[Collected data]

※ ※ ※

//! Stage 3: attach port and device context from `portshow_aggregated`.
//!
//! Correlation is an ordered plan of [`CorrelationStep`]s. Join steps are all
//! executed by [`apply_tier`], parameterized by which key to match on, which
//! columns to copy and whether to fill gaps or merge. Adding a fallback tier
//! means adding a plan entry, not another join function.

use super::extract::ExtractedEvent;
use super::record::{PortInventoryRow, SwitchKey};
use std::collections::HashMap;
use tracing::debug;

/// Slot assumed for fixed-port switches that report no slot.
pub const DEFAULT_SLOT: &str = "0";

// ============================================================================
// Device info
// ============================================================================

/// Device and port columns copied from the inventory.
#[derive(Debug, Clone, Default, PartialEq, Eq, PartialOrd, Ord, Hash)]
pub struct DeviceInfo {
    pub connected_port_id: Option<String>,
    pub connected_port_wwn: Option<String>,
    pub device_host_name: Option<String>,
    pub device_port: Option<String>,
    pub device_location: Option<String>,
    pub device_type: Option<String>,
    pub device_subtype: Option<String>,
    pub port_type: Option<String>,
    pub port_state: Option<String>,
    pub speed: Option<String>,
}

impl DeviceInfo {
    pub fn from_row(row: &PortInventoryRow) -> Self {
        Self {
            connected_port_id: row.connected_port_id.clone(),
            connected_port_wwn: row.connected_port_wwn.clone(),
            device_host_name: row.device_host_name.clone(),
            device_port: row.device_port.clone(),
            device_location: row.device_location.clone(),
            device_type: row.device_type.clone(),
            device_subtype: row.device_subtype.clone(),
            port_type: row.port_type.clone(),
            port_state: row.port_state.clone(),
            speed: row.speed.clone(),
        }
    }

    pub fn is_empty(&self) -> bool {
        *self == DeviceInfo::default()
    }

    /// Whether a connected device is known, as opposed to port columns only.
    pub fn has_device(&self) -> bool {
        self.device_host_name.is_some() || self.connected_port_wwn.is_some()
    }

    /// Copy values from `other` into columns that are still empty.
    pub fn fill_from(&mut self, other: &DeviceInfo) {
        fill(&mut self.connected_port_id, &other.connected_port_id);
        fill(&mut self.connected_port_wwn, &other.connected_port_wwn);
        fill(&mut self.device_host_name, &other.device_host_name);
        fill(&mut self.device_port, &other.device_port);
        fill(&mut self.device_location, &other.device_location);
        fill(&mut self.device_type, &other.device_type);
        fill(&mut self.device_subtype, &other.device_subtype);
        fill(&mut self.port_type, &other.port_type);
        fill(&mut self.port_state, &other.port_state);
        fill(&mut self.speed, &other.speed);
    }

    /// Host name and device port joined for display.
    pub fn host_name_port(&self) -> Option<String> {
        match (&self.device_host_name, &self.device_port) {
            (Some(host), Some(port)) => Some(format!("{host} {port}")),
            (Some(host), None) => Some(host.clone()),
            (None, Some(port)) => Some(port.clone()),
            (None, None) => None,
        }
    }
}

fn fill(target: &mut Option<String>, source: &Option<String>) {
    if target.is_none() {
        target.clone_from(source);
    }
}

/// Extracted event with device context attached.
#[derive(Debug, Clone, PartialEq)]
pub struct CorrelatedEvent {
    pub event: ExtractedEvent,
    pub device: DeviceInfo,
    pub device_host_name_port: Option<String>,
}

impl CorrelatedEvent {
    pub fn new(event: ExtractedEvent) -> Self {
        Self {
            event,
            device: DeviceInfo::default(),
            device_host_name_port: None,
        }
    }

    pub fn switch(&self) -> &SwitchKey {
        &self.event.labeled.record.switch
    }
}

// ============================================================================
// Join tiers
// ============================================================================

/// Key an event and an inventory row are matched on, always scoped to the switch.
#[derive(Debug, Clone, Copy, PartialEq, Eq)]
pub enum JoinKey {
    /// (switch, portIndex)
    PortIndex,
    /// (switch, slot, port)
    SlotPort,
    /// (switch, Connected_portId == Message_portId)
    ConnectedPortId,
}

type KeyValue = (SwitchKey, String, String);

impl JoinKey {
    fn event_key(&self, ev: &CorrelatedEvent) -> Option<KeyValue> {
        let fields = &ev.event.fields;
        let switch = ev.switch().clone();
        match self {
            JoinKey::PortIndex => fields
                .message_port_index
                .clone()
                .map(|index| (switch, index, String::new())),
            JoinKey::SlotPort => match (&fields.slot, &fields.port) {
                (Some(slot), Some(port)) => Some((switch, slot.clone(), port.clone())),
                _ => None,
            },
            JoinKey::ConnectedPortId => fields
                .message_port_id
                .as_deref()
                .map(|id| (switch, normalize_port_id(id), String::new())),
        }
    }

    fn row_key(&self, row: &PortInventoryRow) -> Option<KeyValue> {
        let switch = row.switch.clone();
        match self {
            JoinKey::PortIndex => row
                .port_index
                .clone()
                .map(|index| (switch, index, String::new())),
            JoinKey::SlotPort => match (&row.slot, &row.port) {
                (Some(slot), Some(port)) => Some((switch, slot.clone(), port.clone())),
                _ => None,
            },
            JoinKey::ConnectedPortId => row
                .connected_port_id
                .as_deref()
                .map(|id| (switch, normalize_port_id(id), String::new())),
        }
    }
}

/// Port ids show up as `0x010c00`, `010C00` or `10c00`.
fn normalize_port_id(id: &str) -> String {
    let trimmed = id.trim();
    let digits = trimmed
        .strip_prefix("0x")
        .or_else(|| trimmed.strip_prefix("0X"))
        .unwrap_or(trimmed);
    format!("{:0>6}", digits.to_lowercase())
}

/// Whether a tier may overwrite what is already known.
#[derive(Debug, Clone, Copy, PartialEq, Eq)]
pub enum JoinPolicy {
    /// Take the first matching row, fill only empty columns
    Fill,
    /// Left join: one output row per matching inventory row, columns overwritten
    Merge,
}

/// Column group a tier copies.
#[derive(Debug, Clone, Copy, PartialEq, Eq)]
pub enum JoinColumns {
    SlotPort,
    DeviceInfo,
    FabricLabel,
}

impl JoinColumns {
    /// Events a fill tier has anything to contribute to.
    fn has_gap(&self, ev: &CorrelatedEvent) -> bool {
        match self {
            JoinColumns::SlotPort => ev.event.fields.port.is_none(),
            JoinColumns::DeviceInfo => !ev.device.has_device(),
            JoinColumns::FabricLabel => {
                ev.event.labeled.fabric_name.is_none() || ev.event.labeled.fabric_label.is_none()
            }
        }
    }

    fn copy(&self, ev: &mut CorrelatedEvent, row: &PortInventoryRow, policy: JoinPolicy) {
        match (self, policy) {
            (JoinColumns::SlotPort, JoinPolicy::Fill) => {
                fill(&mut ev.event.fields.slot, &row.slot);
                fill(&mut ev.event.fields.port, &row.port);
            }
            (JoinColumns::SlotPort, JoinPolicy::Merge) => {
                ev.event.fields.slot.clone_from(&row.slot);
                ev.event.fields.port.clone_from(&row.port);
            }
            (JoinColumns::DeviceInfo, JoinPolicy::Fill) => {
                ev.device.fill_from(&DeviceInfo::from_row(row));
            }
            (JoinColumns::DeviceInfo, JoinPolicy::Merge) => {
                ev.device = DeviceInfo::from_row(row);
            }
            (JoinColumns::FabricLabel, JoinPolicy::Fill) => {
                fill(&mut ev.event.labeled.fabric_name, &row.fabric_name);
                fill(&mut ev.event.labeled.fabric_label, &row.fabric_label);
            }
            (JoinColumns::FabricLabel, JoinPolicy::Merge) => {
                ev.event.labeled.fabric_name.clone_from(&row.fabric_name);
                ev.event.labeled.fabric_label.clone_from(&row.fabric_label);
            }
        }
    }
}

/// One join against the port inventory.
#[derive(Debug, Clone, Copy, PartialEq, Eq)]
pub struct JoinTier {
    pub name: &'static str,
    pub key: JoinKey,
    pub columns: JoinColumns,
    pub policy: JoinPolicy,
    /// Only consider inventory rows with a known device name
    pub require_device: bool,
}

/// Execute one join tier. Unmatched events pass through unchanged.
pub fn apply_tier(
    events: Vec<CorrelatedEvent>,
    tier: &JoinTier,
    inventory: &[PortInventoryRow],
) -> Vec<CorrelatedEvent> {
    let mut index: HashMap<KeyValue, Vec<&PortInventoryRow>> = HashMap::new();
    for row in inventory {
        if tier.require_device && row.device_host_name.is_none() {
            continue;
        }
        if let Some(key) = tier.key.row_key(row) {
            index.entry(key).or_default().push(row);
        }
    }

    let mut matched = 0usize;
    let mut out = Vec::with_capacity(events.len());
    for mut ev in events {
        let eligible = tier.policy == JoinPolicy::Merge || tier.columns.has_gap(&ev);
        let rows = if eligible {
            tier.key.event_key(&ev).and_then(|key| index.get(&key))
        } else {
            None
        };

        match (rows, tier.policy) {
            (Some(rows), JoinPolicy::Merge) => {
                matched += 1;
                for row in rows {
                    let mut joined = ev.clone();
                    tier.columns.copy(&mut joined, row, JoinPolicy::Merge);
                    out.push(joined);
                }
            }
            (Some(rows), JoinPolicy::Fill) => {
                matched += 1;
                if let Some(row) = rows.first() {
                    tier.columns.copy(&mut ev, row, JoinPolicy::Fill);
                }
                out.push(ev);
            }
            (None, _) => out.push(ev),
        }
    }

    debug!(
        tier = tier.name,
        matched,
        rows_out = out.len(),
        "correlation tier applied"
    );
    out
}

// ============================================================================
// Correlation plan
// ============================================================================

/// One step of the correlation plan.
#[derive(Debug, Clone, Copy, PartialEq, Eq)]
pub enum CorrelationStep {
    Join(JoinTier),
    /// Port known but slot missing: assume slot 0
    DefaultSlot,
}

/// The standard plan: index lookup, slot default, device merge, port-id fallback, fabric fill.
pub fn default_plan() -> Vec<CorrelationStep> {
    vec![
        CorrelationStep::Join(JoinTier {
            name: "port_index",
            key: JoinKey::PortIndex,
            columns: JoinColumns::SlotPort,
            policy: JoinPolicy::Fill,
            require_device: true,
        }),
        CorrelationStep::DefaultSlot,
        CorrelationStep::Join(JoinTier {
            name: "slot_port_device",
            key: JoinKey::SlotPort,
            columns: JoinColumns::DeviceInfo,
            policy: JoinPolicy::Merge,
            require_device: false,
        }),
        CorrelationStep::Join(JoinTier {
            name: "connected_port_id",
            key: JoinKey::ConnectedPortId,
            columns: JoinColumns::DeviceInfo,
            policy: JoinPolicy::Fill,
            require_device: false,
        }),
        CorrelationStep::Join(JoinTier {
            name: "fabric_label",
            key: JoinKey::SlotPort,
            columns: JoinColumns::FabricLabel,
            policy: JoinPolicy::Fill,
            require_device: false,
        }),
    ]
}

/// Runs a correlation plan against one port inventory.
pub struct DeviceCorrelator<'a> {
    inventory: &'a [PortInventoryRow],
    plan: Vec<CorrelationStep>,
}

impl<'a> DeviceCorrelator<'a> {
    pub fn new(inventory: &'a [PortInventoryRow]) -> Self {
        Self::with_plan(inventory, default_plan())
    }

    pub fn with_plan(inventory: &'a [PortInventoryRow], plan: Vec<CorrelationStep>) -> Self {
        Self { inventory, plan }
    }

    pub fn correlate(&self, events: Vec<ExtractedEvent>) -> Vec<CorrelatedEvent> {
        let mut events: Vec<CorrelatedEvent> = events.into_iter().map(CorrelatedEvent::new).collect();

        for step in &self.plan {
            events = match step {
                CorrelationStep::DefaultSlot => {
                    for ev in &mut events {
                        let fields = &mut ev.event.fields;
                        if fields.port.is_some() && fields.slot.is_none() {
                            fields.slot = Some(DEFAULT_SLOT.to_string());
                        }
                    }
                    events
                }
                CorrelationStep::Join(tier) => {
                    if tier.policy == JoinPolicy::Merge && !has_any_key(&events, tier.key) {
                        // an all-null key column would join nothing
                        debug!(tier = tier.name, "no event carries the join key, skipping");
                        events
                    } else {
                        apply_tier(events, tier, self.inventory)
                    }
                }
            };
        }

        for ev in &mut events {
            ev.device_host_name_port = ev.device.host_name_port();
        }
        events
    }
}

fn has_any_key(events: &[CorrelatedEvent], key: JoinKey) -> bool {
    events.iter().any(|ev| key.event_key(ev).is_some())
}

※ ※ ※

* [Task description]: Word for word, output the lines of the data from its first line through the line where "pub const DEFAULT_SLOT: &str" appears, and stop there.

* [Solution below]:
//! Stage 3: attach port and device context from `portshow_aggregated`.
//!
//! Correlation is an ordered plan of [`CorrelationStep`]s. Join steps are all
//! executed by [`apply_tier`], parameterized by which key to match on, which
//! columns to copy and whether to fill gaps or merge. Adding a fallback tier
//! means adding a plan entry, not another join function.

use super::extract::ExtractedEvent;
use super::record::{PortInventoryRow, SwitchKey};
use std::collections::HashMap;
use tracing::debug;

/// Slot assumed for fixed-port switches that report no slot.
pub const DEFAULT_SLOT: &str = "0";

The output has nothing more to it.